Her son had explained the ‘Butterfly Effect’ concept to her a few times, but it never really stuck. “I believe in karma, that’s about it. I can get why he thinks of the whole thing in that way. But I think we were just lucky. Or some sense of ‘someone was looking down on us’ or something like that. But I can understand why his mind works like that. Especially as he has the front bedroom. If that tree had a pick of directions, it was either towards the car, or backwards into his bedroom. He could’ve been in either.”
Clayton can only shrug, “It’s how I dealt with things. I truly believe that I was within minutes of dying. I’m better now. For a while I really hated sleeping in that room.” He says he begged his parents to move his bed around the room, until he felt safer tucked against the far wall. “But I got over that. Just as I’m now finally doing my theory test. I want to drive, I really do.”
“I just hope that nothing comes back to bother me again, or if you’ve ever seen Final Destination, I’m so sure that if something was to happen along those lines, it’d happen to me. An entire lorry’s worth of steel just flying through my front windscreen.” he suggests, and makes a face, “Maybe I shouldn’t say things like that, actually.”
Claire says that encouraging Clayton to go back to school was something she worried over, expecting absolute refusal over the matter. “I can’t particularly remember him being worried. One of his school friends stopped by to pick him up, and they parked down the street. I can only imagine he gave the grass verge a glance, but then he was off.”

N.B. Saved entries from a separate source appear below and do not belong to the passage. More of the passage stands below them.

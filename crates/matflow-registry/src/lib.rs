//! matflow Plugin Registry
//!
//! Independently contributed analysis branches for the orchestrator.
//!
//! # Core Concepts
//!
//! - [`PluginDescriptor`]: sub-process type, excluded input fields and
//!   builder factory of one plugin
//! - [`PluginRegistry`]: immutable-after-load name to descriptor mapping
//! - [`ExitCodeTable`]: one distinct failure code per branch
//!
//! # Example
//!
//! ```rust,ignore
//! use matflow_registry::{PluginDescriptor, PluginRegistry};
//!
//! let mut registry = PluginRegistry::new();
//! registry.register(
//!     PluginDescriptor::new("bands", "quantumespresso.pw.bands", build_bands)
//!         .with_excluded(["clean_workdir", "structure", "relax"]),
//! )?;
//! let descriptor = registry.resolve("bands")?;
//! ```

#![warn(missing_docs)]
#![warn(unreachable_pub)]

mod descriptor;
mod exit_code;
mod registry;

pub use descriptor::{BuilderFactory, PluginDescriptor};
pub use exit_code::{ExitCode, ExitCodeTable, PLUGIN_FAILED_BASE_STATUS, RELAX_FAILED_STATUS};
pub use registry::{PluginRegistry, RegistryError};

/// Version of this crate
pub const VERSION: &str = env!("CARGO_PKG_VERSION");
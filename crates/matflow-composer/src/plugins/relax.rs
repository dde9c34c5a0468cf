//! Relaxation branch builder
//!
//! Relaxation is not a registry plugin: it is driven by `relax_type` and
//! always runs before the plugin fan-out.

use super::structure_reference;
use crate::protocols::{pw_step, Calculation, ProtocolPreset};
use matflow_types::{Codes, ConfigError, NamespaceTree, RelaxType, Structure, WorkflowParameters};
use serde_json::json;

/// Sub-process type of the relaxation branch
pub const SUB_PROCESS_TYPE: &str = "quantumespresso.pw.relax";

/// Fields never exposed in the relaxation namespace
pub const EXCLUDED_FIELDS: [&str; 3] = ["clean_workdir", "structure", "base_final_scf"];

/// Build the relaxation inputs
///
/// # Errors
/// Returns [`ConfigError::MissingCodeBinding`] if `pw_code` is unbound.
pub fn build(
    codes: &Codes,
    structure: &Structure,
    parameters: &WorkflowParameters,
    preset: &ProtocolPreset,
) -> Result<NamespaceTree, ConfigError> {
    let code = codes.require("pw_code")?;
    let (calculation, cell_dofree) = degrees_of_freedom(parameters.relax_type);

    let mut base = pw_step(preset, structure, parameters, code, calculation);
    if let Some(cell_dofree) = cell_dofree {
        base.insert_path("pw.parameters.CELL.cell_dofree", json!(cell_dofree));
    }
    if !moves_atoms(parameters.relax_type) {
        base.insert_path("pw.parameters.IONS.ion_dynamics", json!("bfgs"));
        base.insert_path("pw.settings.FIXED_COORDS", json!(true));
    }
    let base_final_scf = pw_step(preset, structure, parameters, code, Calculation::Scf);

    let mut inputs = NamespaceTree::new();
    inputs.insert("base", base);
    inputs.insert("base_final_scf", base_final_scf);
    inputs.insert("relax_type", json!(parameters.relax_type.as_str()));
    inputs.insert("meta_convergence", json!(preset.meta_convergence));
    inputs.insert(
        "max_meta_convergence_iterations",
        json!(preset.max_meta_convergence_iterations),
    );
    inputs.insert("clean_workdir", json!(false));
    inputs.insert("structure", structure_reference(structure));
    Ok(inputs)
}

fn degrees_of_freedom(relax_type: RelaxType) -> (Calculation, Option<&'static str>) {
    match relax_type {
        RelaxType::None | RelaxType::Positions => (Calculation::Relax, None),
        RelaxType::Volume | RelaxType::PositionsVolume => (Calculation::VcRelax, Some("volume")),
        RelaxType::Shape | RelaxType::PositionsShape => (Calculation::VcRelax, Some("shape")),
        RelaxType::Cell | RelaxType::PositionsCell => (Calculation::VcRelax, Some("all")),
    }
}

fn moves_atoms(relax_type: RelaxType) -> bool {
    !matches!(
        relax_type,
        RelaxType::Volume | RelaxType::Shape | RelaxType::Cell
    )
}

#[cfg(test)]
mod tests {
    use super::*;
    use crate::protocols::ProtocolCatalog;
    use indexmap::IndexMap;
    use matflow_types::{ElectronicType, Protocol, Site, SpinType};

    fn parameters(relax_type: RelaxType) -> WorkflowParameters {
        WorkflowParameters {
            protocol: Protocol::Fast,
            relax_type,
            electronic_type: ElectronicType::Insulator,
            spin_type: SpinType::None,
            basic_extra: IndexMap::new(),
            properties: IndexMap::new(),
            shared_overrides: NamespaceTree::new(),
            sections: IndexMap::new(),
        }
    }

    fn build_for(relax_type: RelaxType) -> NamespaceTree {
        let structure = Structure::new(
            [[5.43, 0.0, 0.0], [0.0, 5.43, 0.0], [0.0, 0.0, 5.43]],
            vec![Site::new("Si", [0.0, 0.0, 0.0])],
        );
        let codes = Codes::new().with("pw_code", "pw@localhost");
        let preset = ProtocolCatalog::builtin().preset(Protocol::Fast).unwrap();
        build(&codes, &structure, &parameters(relax_type), preset).unwrap()
    }

    #[test]
    fn positions_relax_keeps_cell() {
        let inputs = build_for(RelaxType::Positions);
        assert_eq!(
            inputs
                .get_path("base.pw.parameters.CONTROL.calculation")
                .and_then(|n| n.as_str()),
            Some("relax")
        );
        assert!(!inputs.contains_path("base.pw.parameters.CELL"));
        assert_eq!(inputs.get("relax_type").and_then(|n| n.as_str()), Some("positions"));
    }

    #[test]
    fn positions_cell_frees_every_cell_dof() {
        let inputs = build_for(RelaxType::PositionsCell);
        assert_eq!(
            inputs
                .get_path("base.pw.parameters.CELL.cell_dofree")
                .and_then(|n| n.as_str()),
            Some("all")
        );
        assert!(!inputs.contains_path("base.pw.settings.FIXED_COORDS"));
    }

    #[test]
    fn volume_only_fixes_atoms() {
        let inputs = build_for(RelaxType::Volume);
        assert_eq!(
            inputs
                .get_path("base.pw.parameters.CONTROL.calculation")
                .and_then(|n| n.as_str()),
            Some("vc-relax")
        );
        assert!(inputs.contains_path("base.pw.settings.FIXED_COORDS"));
    }

    #[test]
    fn missing_pw_code() {
        let structure = Structure::new([[1.0, 0.0, 0.0], [0.0, 1.0, 0.0], [0.0, 0.0, 1.0]], vec![]);
        let preset = ProtocolCatalog::builtin().preset(Protocol::Fast).unwrap();
        let err = build(&Codes::new(), &structure, &parameters(RelaxType::Positions), preset)
            .unwrap_err();
        assert_eq!(err, ConfigError::missing_code("pw_code"));
    }
}
//! Orchestrator state machine
//!
//! `Init → Setup → RelaxRunning → RelaxInspected → PluginsRunning →
//! PluginsInspected → Results → Done`, with `Setup → PluginsRunning` when
//! no relaxation is planned and an absorbing `Failed` reachable from either
//! inspection.

use crate::error::OrchestratorError;
use matflow_registry::ExitCode;
use serde::{Deserialize, Serialize};
use std::fmt;

/// Data-free discriminant of [`OrchestratorState`]
#[derive(Debug, Clone, Copy, PartialEq, Eq, Hash, Serialize, Deserialize)]
#[serde(rename_all = "snake_case")]
pub enum Phase {
    /// Not started
    Init,
    /// Context built
    Setup,
    /// Relaxation submitted
    RelaxRunning,
    /// Relaxation succeeded and its outputs are attached
    RelaxInspected,
    /// Plugin branches submitted
    PluginsRunning,
    /// Every plugin branch succeeded
    PluginsInspected,
    /// Outputs final
    Results,
    /// Finished successfully
    Done,
    /// A branch failed
    Failed,
}

impl Phase {
    /// Wire name
    #[must_use]
    pub fn as_str(&self) -> &'static str {
        match self {
            Self::Init => "init",
            Self::Setup => "setup",
            Self::RelaxRunning => "relax_running",
            Self::RelaxInspected => "relax_inspected",
            Self::PluginsRunning => "plugins_running",
            Self::PluginsInspected => "plugins_inspected",
            Self::Results => "results",
            Self::Done => "done",
            Self::Failed => "failed",
        }
    }

    /// Whether no further transition is possible
    #[inline]
    #[must_use]
    pub fn is_terminal(&self) -> bool {
        matches!(self, Self::Done | Self::Failed)
    }
}

impl fmt::Display for Phase {
    fn fmt(&self, f: &mut fmt::Formatter<'_>) -> fmt::Result {
        f.write_str(self.as_str())
    }
}

/// Orchestrator state
#[derive(Debug, Clone, PartialEq, Eq, Serialize, Deserialize)]
#[serde(tag = "phase", rename_all = "snake_case")]
pub enum OrchestratorState {
    /// Not started
    Init,
    /// Context built
    Setup,
    /// Relaxation submitted
    RelaxRunning,
    /// Relaxation inspected
    RelaxInspected,
    /// Plugin branches submitted
    PluginsRunning,
    /// Plugin branches inspected
    PluginsInspected,
    /// Outputs final
    Results,
    /// Finished successfully
    Done,
    /// A branch failed
    Failed {
        /// Code attributing the failure
        code: ExitCode,
        /// Failing branch namespace
        branch: String,
    },
}

impl OrchestratorState {
    /// Discriminant
    #[must_use]
    pub fn phase(&self) -> Phase {
        match self {
            Self::Init => Phase::Init,
            Self::Setup => Phase::Setup,
            Self::RelaxRunning => Phase::RelaxRunning,
            Self::RelaxInspected => Phase::RelaxInspected,
            Self::PluginsRunning => Phase::PluginsRunning,
            Self::PluginsInspected => Phase::PluginsInspected,
            Self::Results => Phase::Results,
            Self::Done => Phase::Done,
            Self::Failed { .. } => Phase::Failed,
        }
    }

    /// Whether no further transition is possible
    #[inline]
    #[must_use]
    pub fn is_terminal(&self) -> bool {
        self.phase().is_terminal()
    }
}

/// Validate a transition
///
/// With the `strict-debug` feature an illegal transition panics instead of
/// returning an error.
///
/// # Errors
/// Returns [`OrchestratorError::IllegalTransition`] if `to` is not reachable
/// from `from` in one step.
pub fn validate_transition(from: Phase, to: Phase) -> Result<(), OrchestratorError> {
    if allowed(from, to) {
        Ok(())
    } else {
        #[cfg(feature = "strict-debug")]
        panic!("Illegal state transition attempted: {from} -> {to}");

        #[cfg(not(feature = "strict-debug"))]
        Err(OrchestratorError::IllegalTransition { from, to })
    }
}

/// Phases reachable from `from` in one step
#[must_use]
pub fn allowed_transitions(from: Phase) -> Vec<Phase> {
    use Phase::{
        Done, Failed, Init, PluginsInspected, PluginsRunning, RelaxInspected, RelaxRunning,
        Results, Setup,
    };
    match from {
        Init => vec![Setup],
        Setup => vec![RelaxRunning, PluginsRunning],
        RelaxRunning => vec![RelaxInspected],
        RelaxInspected => vec![PluginsRunning, Failed],
        PluginsRunning => vec![PluginsInspected],
        PluginsInspected => vec![Results, Failed],
        Results => vec![Done],
        Done | Failed => vec![],
    }
}

fn allowed(from: Phase, to: Phase) -> bool {
    allowed_transitions(from).into_iter().any(|phase| phase == to)
}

For Clayton, it was a different story. “It was all a brave face, absolutely. Keep in mind, I’m still assuming the school-run now has the potential to be deadly. I just put a brave face on and marched off, and hoped I’d get there in one piece. And I did, of course I did. But a tree had crushed my mum’s car a day prior so I was rather shaken-up. Understandably. But then I got to school and I remember my mates being nosy and asking where I was, and I got to be like ‘my mum’s car got crushed by a tree’ and they found it awesome, and the teachers were reasonably horrified.”
The James family live in an entirely different home now, the chaos of that morning left to that home once they shut the door for the last time. At least, that’s what Clayton has tried to think. “Reasonably, I’m okay. There’s nothing going to happen to me. That was likely the closest brush with death I’m ever going to have. I’m going to complete my theory test, get my license, get a car. Likely park it in a garage.” While he tries to laugh about it, there is the serious side of it all that he doesn’t think he’ll ever shake. “I really consider my actions now. Or try and put one-hundred percent of myself into everything, because if something as daft as getting crushed by a tree on the school run can happen, then anything can. It’d be like someone getting hit by an ambulance. Ridiculously stupid but weirdly possible. I’ll try not to think about the bigger picture in terms of over-thinking all my actions. I’ll just get it done. And what happens, happens.”
But for the record, now Clayton always wakes up on time, and sometimes skips breakfast altogether. In the future, he might even consider a drive-thru breakfast once he gets his license.